▶ [Try it]:
Somewhere below, one line contains "pub fn complete(&self)" and a later line contains "pub fn with_description(mut". Output those two lines and everything between them exactly, and nothing else.

▶ [Data supplied]:
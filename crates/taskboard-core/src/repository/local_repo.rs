//! Local Task Repository
//!
//! Keeps the whole collection as one JSON array under a single key.
//! Every read deserializes the full array and every write reserializes it,
//! so each operation is O(n). Fine for a personal list, not for large ones.

use async_trait::async_trait;
use parking_lot::Mutex;
use tracing::debug;

use super::error::{RepositoryError, RepositoryResult};
use super::kv::{FileKeyValueStore, KeyValueStore};
use super::traits::Repository;
use crate::domain::{Entity, Task, TaskId};
use crate::sync::{ChangeEvent, ChangeKind, LocalChangeFeed};

/// Key holding the serialized task array
pub const DEFAULT_STORAGE_KEY: &str = "taskboard.tasks";

/// Table name reported in change events
const TABLE: &str = "tasks";

/// Key/value-backed implementation of the task repository
pub struct LocalTaskRepository<S = FileKeyValueStore> {
    store: S,
    key: String,
    quota: Option<usize>,
    feed: Option<LocalChangeFeed>,
    // Serializes read-modify-write cycles on the blob
    write_lock: Mutex<()>,
}

impl<S: KeyValueStore> LocalTaskRepository<S> {
    pub fn new(store: S) -> Self {
        Self {
            store,
            key: DEFAULT_STORAGE_KEY.to_string(),
            quota: None,
            feed: None,
            write_lock: Mutex::new(()),
        }
    }

    pub fn with_key(mut self, key: impl Into<String>) -> Self {
        self.key = key.into();
        self
    }

    /// Reject writes whose serialized collection exceeds `bytes`
    pub fn with_quota(mut self, bytes: usize) -> Self {
        self.quota = Some(bytes);
        self
    }

    /// Publish a change event after every successful write
    pub fn with_change_feed(mut self, feed: LocalChangeFeed) -> Self {
        self.feed = Some(feed);
        self
    }

    fn read_all(&self) -> RepositoryResult<Vec<Task>> {
        match self.store.get_item(&self.key)? {
            Some(blob) => Ok(serde_json::from_str(&blob)?),
            None => Ok(Vec::new()),
        }
    }

    fn write_all(&self, tasks: &[Task]) -> RepositoryResult<()> {
        let blob = serde_json::to_string(tasks)?;
        if let Some(quota) = self.quota {
            if blob.len() > quota {
                return Err(RepositoryError::QuotaExceeded {
                    size: blob.len(),
                    quota,
                });
            }
        }
        self.store.set_item(&self.key, &blob)
    }

    fn notify(&self, kind: ChangeKind, record_id: Option<TaskId>) {
        if let Some(feed) = &self.feed {
            feed.publish(ChangeEvent {
                kind,
                table: TABLE.to_string(),
                record_id,
            });
        }
    }
}

#[async_trait]
impl<S: KeyValueStore> Repository<Task> for LocalTaskRepository<S> {
    async fn save(&self, entity: &Task) -> RepositoryResult<()> {
        let kind = {
            let _guard = self.write_lock.lock();
            let mut tasks = self.read_all()?;
            let kind = match tasks.iter_mut().find(|t| t.id() == entity.id()) {
                Some(existing) => {
                    *existing = entity.clone();
                    ChangeKind::Update
                }
                None => {
                    tasks.push(entity.clone());
                    ChangeKind::Insert
                }
            };
            self.write_all(&tasks)?;
            kind
        };
        debug!(task_id = %entity.id(), ?kind, "Task saved locally");
        self.notify(kind, Some(entity.id().clone()));
        Ok(())
    }

    async fn get(&self, id: &TaskId) -> RepositoryResult<Option<Task>> {
        Ok(self.read_all()?.into_iter().find(|t| t.id() == id))
    }

    async fn get_all(&self) -> RepositoryResult<Vec<Task>> {
        self.read_all()
    }

    async fn delete(&self, id: &TaskId) -> RepositoryResult<()> {
        {
            let _guard = self.write_lock.lock();
            let mut tasks = self.read_all()?;
            let before = tasks.len();
            tasks.retain(|t| t.id() != id);
            if tasks.len() == before {
                return Ok(());
            }
            self.write_all(&tasks)?;
        }
        debug!(task_id = %id, "Task deleted locally");
        self.notify(ChangeKind::Delete, Some(id.clone()));
        Ok(())
    }

    async fn clear_all(&self) -> RepositoryResult<()> {
        {
            let _guard = self.write_lock.lock();
            self.store.remove_item(&self.key)?;
        }
        debug!("Local task storage cleared");
        self.notify(ChangeKind::Delete, None);
        Ok(())
    }
}
//! Task Entity
//!
//! Represents a single to-do record.

use std::fmt;

use chrono::{DateTime, SubsecRound, Utc};
use serde::{Deserialize, Serialize};
use uuid::Uuid;

use super::entity::{DomainError, DomainResult, Entity};

/// Opaque task identifier, generated client-side
#[derive(Debug, Clone, PartialEq, Eq, Hash, PartialOrd, Ord, Serialize, Deserialize)]
#[serde(transparent)]
pub struct TaskId(String);

impl TaskId {
    /// Generate a fresh random identifier
    pub fn generate() -> Self {
        Self(Uuid::new_v4().to_string())
    }

    pub fn as_str(&self) -> &str {
        &self.0
    }
}

impl fmt::Display for TaskId {
    fn fmt(&self, f: &mut fmt::Formatter<'_>) -> fmt::Result {
        f.write_str(&self.0)
    }
}

impl From<String> for TaskId {
    fn from(value: String) -> Self {
        Self(value)
    }
}

impl From<&str> for TaskId {
    fn from(value: &str) -> Self {
        Self(value.to_string())
    }
}

/// A to-do item
///
/// `id` and `created_at` are fixed at creation. The completion flag only moves
/// from `false` to `true`, through [`Task::complete`].
#[derive(Debug, Clone, PartialEq, Eq, Serialize, Deserialize)]
pub struct Task {
    id: TaskId,
    /// Short title shown in lists
    pub title: String,
    /// Optional free-text notes
    #[serde(default)]
    pub description: Option<String>,
    #[serde(default)]
    is_completed: bool,
    created_at: DateTime<Utc>,
}

impl Task {
    /// Create a new, not yet completed task with a fresh id and timestamp
    pub fn new(title: impl Into<String>, description: Option<String>) -> Self {
        Self {
            id: TaskId::generate(),
            title: title.into(),
            description: description.filter(|d| !d.trim().is_empty()),
            is_completed: false,
            // Row-store timestamps keep microseconds; truncate so records round-trip.
            created_at: Utc::now().trunc_subsecs(6),
        }
    }

    /// Check a title before a task is created from it
    pub fn validate_title(title: &str) -> DomainResult<&str> {
        let trimmed = title.trim();
        if trimmed.is_empty() {
            return Err(DomainError::InvalidInput(
                "task title must not be empty".to_string(),
            ));
        }
        Ok(trimmed)
    }

    pub fn is_completed(&self) -> bool {
        self.is_completed
    }

    pub fn created_at(&self) -> DateTime<Utc> {
        self.created_at
    }

    /// Copy of this task with the completion flag set
    pub fn complete(&self) -> Self {
        Self {
            is_completed: true,
            ..self.clone()
        }
    }

    pub fn with_title(mut self, title: impl Into<String>) -> Self {
        self.title = title.into();
        self
    }

    pub fn with_description(mut self, description: Option<String>) -> Self {
        self.description = description.filter(|d| !d.trim().is_empty());
        self
    }
}

impl Entity for Task {
    type Id = TaskId;

    fn id(&self) -> &Self::Id {
        &self.id
    }
}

▶ [The completed task]:
    pub fn complete(&self) -> Self {
        Self {
            is_completed: true,
            ..self.clone()
        }
    }

    pub fn with_title(mut self, title: impl Into<String>) -> Self {
        self.title = title.into();
        self
    }

    pub fn with_description(mut self, description: Option<String>) -> Self {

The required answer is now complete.